Why Too Many Women’s Leadership Initiatives Fail
Here are three actionable tips to keep high-potential women from leaking through the leadership pipeline at your organization
By | Alexia Vernon | www.entrepreneur.com
From mentorship programs for high-potential women to women’s leadership development conferences that bring women from different teams and locations together to connect and grow, many companies have made it a priority to address the dearth of corporate women’s leadership.
Women make up nearly half of the U.S. labor force and 2020 has set a record for women CEOs of Fortune 500 companies, but most U.S. companies are struggling when it comes to their women’s leadership development initiatives. Plus, many organizations that have been hurt by the current health and economic crisis have yet to use their initiatives to address how to support female employees who are tasked with working from home while caring for children who are no longer in school or child-care.

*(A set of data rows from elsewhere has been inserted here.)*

//! `lakeplan ingest` - Upload a local file into the lake.
//!
//! Writes the data file, its metadata sidecar and (for alias zones) the
//! latest alias. CSV and JSON content is profiled for the sidecar; Parquet
//! is opaque here, so its row count comes from `--rows`.
//!
//! Without `--timestamp` the dataset time is taken from a `YYYYMMDD_HHMMSS`
//! token in the file name, falling back to now.

use anyhow::{Context, Result};
use chrono::Utc;
use lakeplan_core::sidecar::{duplicate_percentage, missing_percentage};
use lakeplan_core::{
    schema_fingerprint, timestamp_in_file_name, Bytes, DataFormat, MetadataSidecar,
};
use std::collections::HashSet;
use std::path::Path;
use tracing::warn;

use crate::cli::args::IngestArgs;
use crate::cli::helpers::{descriptor_from_args, load_config, open_lake, print_json};
use crate::exit_codes;

/// What could be learned from the file content.
#[derive(Debug, Default, PartialEq)]
struct ContentProfile {
    rows: Option<u64>,
    columns: Vec<String>,
    missing_percentage: Option<f64>,
    duplicate_percentage: Option<f64>,
}

pub async fn run(args: IngestArgs, config_path: &Path) -> Result<i32> {
    let config = load_config(config_path)?;
    let now = Utc::now();

    let format = match args.format {
        Some(f) => f,
        None => match format_from_extension(&args.file) {
            Ok(f) => f,
            Err(e) => {
                eprintln!("error: {}", e);
                return Ok(e.exit_code());
            }
        },
    };
    let default_time = args
        .file
        .file_name()
        .and_then(|n| n.to_str())
        .and_then(timestamp_in_file_name)
        .unwrap_or(now);
    let descriptor = match descriptor_from_args(&args.dataset, format, default_time) {
        Ok(d) => d,
        Err(e) => {
            eprintln!("error: {}", e);
            return Ok(e.exit_code());
        }
    };

    let data = tokio::fs::read(&args.file)
        .await
        .with_context(|| format!("failed to read {}", args.file.display()))?;
    let profile = profile_content(format, &data);

    let rows = match (args.rows, profile.rows) {
        (Some(rows), _) | (None, Some(rows)) => rows,
        (None, None) => {
            warn!(file = %args.file.display(), "row count unknown, recording 0 (use --rows)");
            0
        }
    };

    let columns: Vec<(String, String)> = if args.schema.is_empty() {
        profile
            .columns
            .iter()
            .map(|c| (c.clone(), "string".to_string()))
            .collect()
    } else {
        args.schema
            .iter()
            .map(|c| match c.split_once(':') {
                Some((name, ty)) => (name.trim().to_string(), ty.trim().to_string()),
                None => (c.trim().to_string(), "string".to_string()),
            })
            .collect()
    };

    let mut sidecar = MetadataSidecar::new(rows, 0, schema_fingerprint(&columns));
    if let Some(source_path) = &args.derived_from {
        sidecar = sidecar.with_source_path(source_path);
    }
    if let Some(pct) = profile.missing_percentage {
        sidecar = sidecar.with_metric("missing_percentage", pct);
    }
    if let Some(pct) = profile.duplicate_percentage {
        sidecar = sidecar.with_metric("duplicate_percentage", pct);
    }

    let lake = open_lake(&args.store.store, config)?;
    match lake
        .write_object(&descriptor, Bytes::from(data), sidecar, now)
        .await
    {
        Ok(receipt) => {
            print_json(&receipt)?;
            if let Some(alias) = &receipt.stale_alias {
                eprintln!(
                    "warning: {} was not repointed and still serves the previous object",
                    alias
                );
            }
            Ok(exit_codes::SUCCESS)
        }
        Err(e) if e.exit_code() == exit_codes::VALIDATION_FAILED => {
            eprintln!("error: {}", e);
            Ok(exit_codes::VALIDATION_FAILED)
        }
        Err(e) => Err(e).context("failed to write object"),
    }
}

fn format_from_extension(path: &Path) -> lakeplan_core::PlanResult<DataFormat> {
    path.extension()
        .and_then(|e| e.to_str())
        .unwrap_or_default()
        .to_ascii_lowercase()
        .parse()
}

fn profile_content(format: DataFormat, data: &[u8]) -> ContentProfile {
    match format {
        DataFormat::Csv => profile_csv(&String::from_utf8_lossy(data)),
        DataFormat::Json => profile_json(data),
        DataFormat::Parquet => ContentProfile::default(),
    }
}

/// Header row, then one record per non-empty line. Quoted commas are not
/// special-cased.
fn profile_csv(text: &str) -> ContentProfile {
    let mut lines = text.lines().filter(|l| !l.trim().is_empty());
    let Some(header) = lines.next() else {
        return ContentProfile {
            rows: Some(0),
            ..Default::default()
        };
    };
    let columns: Vec<String> = header.split(',').map(|c| c.trim().to_string()).collect();
    let records: Vec<&str> = lines.collect();

    let missing = records
        .iter()
        .map(|r| {
            let fields: Vec<&str> = r.split(',').collect();
            let empty = fields.iter().filter(|f| f.trim().is_empty()).count();
            let absent = columns.len().saturating_sub(fields.len());
            (empty + absent) as u64
        })
        .sum::<u64>();
    let unique: HashSet<&str> = records.iter().copied().collect();
    let rows = records.len() as u64;

    ContentProfile {
        rows: Some(rows),
        missing_percentage: Some(missing_percentage(missing, rows, columns.len() as u64)),
        duplicate_percentage: Some(duplicate_percentage(rows - unique.len() as u64, rows)),
        columns,
    }
}

/// A JSON array, a single object, or JSON lines.
fn profile_json(data: &[u8]) -> ContentProfile {
    let rows = match serde_json::from_slice::<serde_json::Value>(data) {
        Ok(serde_json::Value::Array(items)) => items.len() as u64,
        Ok(_) => 1,
        Err(_) => String::from_utf8_lossy(data)
            .lines()
            .filter(|l| !l.trim().is_empty())
            .count() as u64,
    };
    ContentProfile {
        rows: Some(rows),
        ..Default::default()
    }
}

According to a 2020 brief by UN Women, while women “are at the helm of institutions carrying out effective and inclusive COVID-19 responses, from the highest levels of decision-making to frontline service delivery,” women are still underrepresented in too many decision-making forums.
For organizations to truly champion their women from recruitment to senior leadership, and every step in between, it’s critical to address the following blind spots to ensure that new or existing women’s leadership initiatives meet the real needs of women employees and set them up for long-term success.
1. Begin with a Corporate Gender Responsibility plan
Corporate Gender Responsibility (CGR) is a company’s ability to create and sustain a culture and brand that protects and empowers female employees, board members, customers, and community members. One of the unintended consequences of the Me Too movement is that many organizations have prioritized the protection part of CGR over the empowerment one. As a result, organizations often have better sexual harassment prevention than they did several years ago, but they haven’t focused on how to cultivate more women leaders and prevent women during their childbearing years from leaking out of their leadership pipelines. By beginning with CGR, organizations look at women’s experiences and how to improve them from recruitment, hiring, and onboarding to management, ongoing development, and advancement.